Etrafa bakıp az önceki çocuğu aradım. Ortalarda yoktu kaybolmuştu.
Omuzlarımı çöktürüp cüzdana bakmaya başladım.

"Üzgünüm baba, koruyamadım fotoğrafı tıpkı o gün karşımda yerde yığıldığın gibi ben gerçekten çok üzgünüm " deyip gözlerimden akan yaşların akmasına izin verdim.

Yavaş yavaş otobüs durağına gidip bekledim. Emniyet müdürlüğüne gidip bu adamı şikayet edecektim.

Otobüs gelince binip emniyet müdürlüğünde indim.

Kesinlikle amcama gitmeyecektim.
Başka bir yere gidip şikayetimi öyle yapacaktım.

Odanın kapısına doğru yürüyüp kapıyı tıklattım.
Ses gelmeyince yavaşça kapıyı açıp odaya girdim.

Masaya doğru ilerleyince birinin sandalyede ters oturup dışarıya baktığını gördüm.
Yavaşça sandalyeye oturup ses çıkartıp burada olduğumu anlamasını sağlayacaktım.

Ne yazık ki yapmadan onun telefonu çalmıştı ve hemen açıp sessizce dinlemeye başlamıştı.

"Güzeeel" demişti tok ve kalın sesi odada yankılandı.

"Peki öyle yapalım" deyip kapattı. Sandalyeden gülerek dönüp beni görünce bir anda gülmesi solup ciddi halini aldı.

Bu bir yaşlı adam değildi. Daha 25 lerinde genç bir adamdı.

Bu yaşında burada olmasının iki nedeni vardır ya babası buranın sahibidir yada parası çoktur.

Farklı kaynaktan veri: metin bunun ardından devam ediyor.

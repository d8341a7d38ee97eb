//! Authorization gates: role, permission and ownership decisions.
//!
//! Each gate is a pure function over the attached principal, static
//! configuration and route parameters. [`AccessPolicy`] runs an ordered
//! list of gates and stops at the first denial.

use std::collections::HashMap;
use std::sync::Arc;

use super::AuthError;
use super::permissions::PermissionTable;
use crate::models::auth::{Principal, Role};
use crate::security_log::{RequestMeta, SecurityEvent, SecurityEventSink};

/// Route parameter compared against the principal by default.
pub const DEFAULT_OWNER_PARAM: &str = "userId";

pub const AUTHENTICATION_REQUIRED: &str = "Authentication required";
pub const INSUFFICIENT_PERMISSIONS: &str = "Insufficient permissions";
pub const OWNERSHIP_DENIED: &str = "Access denied - you can only access your own resources";

fn authenticated(principal: Option<&Principal>) -> Result<&Principal, AuthError> {
    principal.ok_or_else(|| AuthError::Authentication(AUTHENTICATION_REQUIRED.into()))
}

/// Allow only principals whose role is in `allowed`.
pub fn require_role<'a>(
    principal: Option<&'a Principal>,
    allowed: &[Role],
) -> Result<&'a Principal, AuthError> {
    let principal = authenticated(principal)?;
    if allowed.contains(&principal.role()) {
        Ok(principal)
    } else {
        Err(AuthError::Authorization(INSUFFICIENT_PERMISSIONS.into()))
    }
}

/// Allow only principals whose role grants `permission`.
pub fn require_permission<'a>(
    principal: Option<&'a Principal>,
    table: &PermissionTable,
    permission: &str,
) -> Result<&'a Principal, AuthError> {
    let principal = authenticated(principal)?;
    if table.allows(principal.role(), permission) {
        Ok(principal)
    } else {
        Err(AuthError::Authorization(format!(
            "Permission '{permission}' required"
        )))
    }
}

/// Allow admins, or principals whose subject id equals route param `param`.
///
/// A missing parameter denies.
pub fn require_ownership<'a>(
    principal: Option<&'a Principal>,
    params: &HashMap<String, String>,
    param: &str,
) -> Result<&'a Principal, AuthError> {
    let principal = authenticated(principal)?;
    if principal.role() == Role::Admin {
        return Ok(principal);
    }
    match params.get(param) {
        Some(owner) if owner == principal.subject_id() => Ok(principal),
        _ => Err(AuthError::Authorization(OWNERSHIP_DENIED.into())),
    }
}

/// One step of an [`AccessPolicy`].
#[derive(Debug, Clone, PartialEq, Eq)]
pub enum Gate {
    Role(Vec<Role>),
    Permission(String),
    Ownership { param: String },
}

impl Gate {
    fn check<'a>(
        &self,
        principal: Option<&'a Principal>,
        table: &PermissionTable,
        params: &HashMap<String, String>,
    ) -> Result<&'a Principal, AuthError> {
        match self {
            Gate::Role(allowed) => require_role(principal, allowed),
            Gate::Permission(permission) => require_permission(principal, table, permission),
            Gate::Ownership { param } => require_ownership(principal, params, param),
        }
    }
}

/// Ordered list of gates evaluated after authentication.
///
/// `evaluate` runs gates in order and short-circuits on the first denial,
/// which is also recorded as a security event.
#[derive(Clone)]
pub struct AccessPolicy {
    gates: Vec<Gate>,
    permissions: Arc<PermissionTable>,
    events: Arc<dyn SecurityEventSink>,
}

impl AccessPolicy {
    /// Create an empty policy (allows everything it sees).
    pub fn new(permissions: Arc<PermissionTable>, events: Arc<dyn SecurityEventSink>) -> Self {
        Self {
            gates: Vec::new(),
            permissions,
            events,
        }
    }

    pub fn require_role(mut self, allowed: impl IntoIterator<Item = Role>) -> Self {
        self.gates.push(Gate::Role(allowed.into_iter().collect()));
        self
    }

    pub fn require_permission(mut self, permission: impl Into<String>) -> Self {
        self.gates.push(Gate::Permission(permission.into()));
        self
    }

    /// Ownership against the default `userId` route parameter.
    pub fn require_ownership(self) -> Self {
        self.require_ownership_of(DEFAULT_OWNER_PARAM)
    }

    pub fn require_ownership_of(mut self, param: impl Into<String>) -> Self {
        self.gates.push(Gate::Ownership {
            param: param.into(),
        });
        self
    }

    pub fn gates(&self) -> &[Gate] {
        &self.gates
    }

    /// Run every gate in order.
    pub fn evaluate(
        &self,
        principal: Option<&Principal>,
        params: &HashMap<String, String>,
        meta: &RequestMeta,
    ) -> Result<(), AuthError> {
        for gate in &self.gates {
            if let Err(e) = gate.check(principal, &self.permissions, params) {
                self.events.record(
                    meta,
                    SecurityEvent::AccessDenied {
                        subject_id: principal.map(|p| p.subject_id().to_string()),
                        role: principal.map(Principal::role),
                        reason: e.to_string(),
                    },
                );
                return Err(e);
            }
        }
        Ok(())
    }
}

impl std::fmt::Debug for AccessPolicy {
    fn fmt(&self, f: &mut std::fmt::Formatter<'_>) -> std::fmt::Result {
        f.debug_struct("AccessPolicy")
            .field("gates", &self.gates)
            .finish_non_exhaustive()
    }
}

Sert bakışlarını üzerime yoğunlaştırıp "neden kapıyı çalmadın" dedi
"Çalmıştım ben aslında sen duymadın " dedim polis olması lafını ona yedirmememin anlamına gelmiyordu. Bir kaşını havaya kaldırıp "derdiniz nedir?" "Cüzdanımın içinden değerli bir şey çalındı " "ne gibi birşey" deyip yüzüme bakmaya devam etti.

Söylemek zorunda değildim ama o bir polisti söylersem yardımcı olabileceğinden dolayı söyledim.

"Fotoğraf " " fotoğraf mı?" Deyip seslice güldü.
"Bakın o fotoğraf benim için çok değerli sadece bir tane fotoğraf vardı. Ki zaten benim fotoğrafım değil olsaydı emin olun bu kadar üstelemezdim" "üzgünüm ama ekip ve arkadaşlarımı bir fotoğraf için meşgul edemem dünyada o kadar olay yaşanıyor ki yetişemiyoruz. O yüzden buyrun kapı orada"
Sinirle yerimden kalkıp ona baktım.

"Bu da önemliydi zaten neden anlamıyorsunuz" "senin için öyle benim için değil" deyip ellerini incelemeye başladı.

Daha fazla sinirlenmeden çıkmam lazımdı buradan. Sinirli bakışlarımı gönderip "size kötü günler o zaman" deyip kapıdan çıkacaktım ki
" Avukat olacaksın ama ikna edebilme yeteneğine sahip değilsin bence bunun için kendini geliştirmen lazım" deyince arkamı hışımla döndüm.

Avukat olacağımı nereden biliyordu?...

"Siz ne hakla böyle söylersiniz size birşey söyleyeyim mi bunu asla yanınıza bırakmam" deyip önündeki suyu yüzüne boşaltıp bardağı sertçe masaya indirdikten sonra hızlı yürüyüp odadan çıkıp kapıyı çarptım.